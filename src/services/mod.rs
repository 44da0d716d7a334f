//! Domain services used by the HTTP routes.
//!
//! ARCHITECTURE
//! ============
//! Service modules own the board lock, the capture broker and the session so
//! route handlers stay focused on extracting requests and mapping errors to
//! status codes.

pub mod animation;
pub mod board;
pub mod media;
pub mod session;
####################
**Problem to solve:** Each and every record above needs writing out exactly.

**Solved exercise:**
filename src/services/mod.rs
repository 44da0d716d7a334f
//! Domain services used by the HTTP routes.
//!
//! ARCHITECTURE
//! ============
//! Service modules own the board lock, the capture broker and the session so
//! route handlers stay focused on extracting requests and mapping errors to
//! status codes.

pub mod animation;
pub mod board;
pub mod media;
pub mod session;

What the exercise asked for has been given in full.